Start of Exercise material

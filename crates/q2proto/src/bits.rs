// bits.rs -- bit-granular reading and writing on top of a byte stream
//
// Used by the Q2PRO batched move encoding. Bits are packed LSB first.

use crate::error::{Error, Result};
use crate::io::{MsgRead, MsgWrite};

fn sign_extend(v: u32, bits: u32) -> i32 {
    ((v << (32 - bits)) as i32) >> (32 - bits)
}

pub struct BitWriter<'a> {
    io: &'a mut dyn MsgWrite,
    buf: u32,
    left: u32,
}

impl<'a> BitWriter<'a> {
    pub fn new(io: &'a mut dyn MsgWrite) -> Self {
        Self { io, buf: 0, left: 32 }
    }

    /// Write the low `bits` bits of `value`. A negative `bits` marks a
    /// signed value; the encoding is the same.
    pub fn write(&mut self, value: i32, bits: i32) -> Result<()> {
        if bits == 0 || !(-31..=31).contains(&bits) {
            return Err(Error::BadData);
        }
        let bits = bits.unsigned_abs();
        let v = (value as u32) & ((1u32 << bits) - 1);

        self.buf |= v << (32 - self.left);
        if bits >= self.left {
            self.io.write_u32(self.buf)?;
            self.buf = v >> self.left;
            self.left += 32;
        }
        self.left -= bits;
        Ok(())
    }

    /// Write out any partially filled bytes.
    pub fn flush(&mut self) -> Result<()> {
        while self.left < 32 {
            self.io.write_u8((self.buf & 255) as u8)?;
            self.buf >>= 8;
            self.left += 8;
        }
        self.buf = 0;
        self.left = 32;
        Ok(())
    }
}

pub struct BitReader<'a> {
    io: &'a mut dyn MsgRead,
    buf: u32,
    left: u32,
}

impl<'a> BitReader<'a> {
    pub fn new(io: &'a mut dyn MsgRead) -> Self {
        Self { io, buf: 0, left: 0 }
    }

    /// Read `bits` bits. Positive `bits` reads unsigned, negative reads signed.
    pub fn read(&mut self, bits: i32) -> Result<i32> {
        if bits == 0 || !(-25..=25).contains(&bits) {
            return Err(Error::BadData);
        }
        let signed = bits < 0;
        let bits = bits.unsigned_abs();

        while bits > self.left {
            let byte = self.io.read_u8()? as u32;
            self.buf |= byte << self.left;
            self.left += 8;
        }

        let v = self.buf & ((1u32 << bits) - 1);
        self.buf >>= bits;
        self.left -= bits;

        Ok(if signed { sign_extend(v, bits) } else { v as i32 })
    }
}

#[cfg(test)]
mod tests {
    use super::*;
    use crate::io::MsgReader;
    use rand::Rng;

    #[test]
    fn test_bits_pack_lsb_first() {
        let mut out = Vec::new();
        let mut w = BitWriter::new(&mut out);
        w.write(1, 1).unwrap();
        w.write(0, 1).unwrap();
        w.write(3, 2).unwrap();
        w.flush().unwrap();
        assert_eq!(out, vec![0b1101]);
    }

    #[test]
    fn test_word_boundary() {
        let mut out = Vec::new();
        let mut w = BitWriter::new(&mut out);
        w.write(0x7fff_ffff, 31).unwrap();
        w.write(0x3, 2).unwrap();
        w.flush().unwrap();
        assert_eq!(out.len(), 5);

        let mut r = MsgReader::new(&out);
        let mut br = BitReader::new(&mut r);
        assert_eq!(br.read(16).unwrap(), 0xffff);
        assert_eq!(br.read(15).unwrap(), 0x7fff);
        assert_eq!(br.read(2).unwrap(), 3);
    }

    #[test]
    fn test_bad_widths() {
        let mut out = Vec::new();
        let mut w = BitWriter::new(&mut out);
        assert_eq!(w.write(1, 0), Err(Error::BadData));
        assert_eq!(w.write(1, 32), Err(Error::BadData));
        let data = [0u8; 8];
        let mut r = MsgReader::new(&data);
        let mut br = BitReader::new(&mut r);
        assert_eq!(br.read(26), Err(Error::BadData));
        assert_eq!(br.read(-26), Err(Error::BadData));
    }

    #[test]
    fn test_reader_inverts_writer() {
        let mut rng = rand::thread_rng();
        let fields: Vec<(i32, i32)> = (0..200)
            .map(|_| {
                let bits: i32 = rng.gen_range(1..=25);
                let signed = rng.gen_bool(0.5);
                if signed {
                    let half = 1i32 << (bits - 1);
                    (rng.gen_range(-half..half), -bits)
                } else {
                    (rng.gen_range(0..(1i32 << bits)), bits)
                }
            })
            .collect();

        let mut out = Vec::new();
        let mut w = BitWriter::new(&mut out);
        for &(v, bits) in &fields {
            w.write(v, bits).unwrap();
        }
        w.flush().unwrap();

        let mut r = MsgReader::new(&out);
        let mut br = BitReader::new(&mut r);
        for &(v, bits) in &fields {
            assert_eq!(br.read(bits).unwrap(), v);
        }
    }

    #[test]
    fn test_short_input() {
        let data = [0xffu8];
        let mut r = MsgReader::new(&data);
        let mut br = BitReader::new(&mut r);
        assert_eq!(br.read(4).unwrap(), 0xf);
        assert_eq!(br.read(8), Err(Error::NoMoreInput));
    }
}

End of Exercise material

— Aim of the exercise —
Check each line above for the string "BadData" and copy those that have it.

— Solution for this exercise —
            return Err(Error::BadData);
            return Err(Error::BadData);
        assert_eq!(w.write(1, 0), Err(Error::BadData));
        assert_eq!(w.write(1, 32), Err(Error::BadData));
        assert_eq!(br.read(26), Err(Error::BadData));
        assert_eq!(br.read(-26), Err(Error::BadData));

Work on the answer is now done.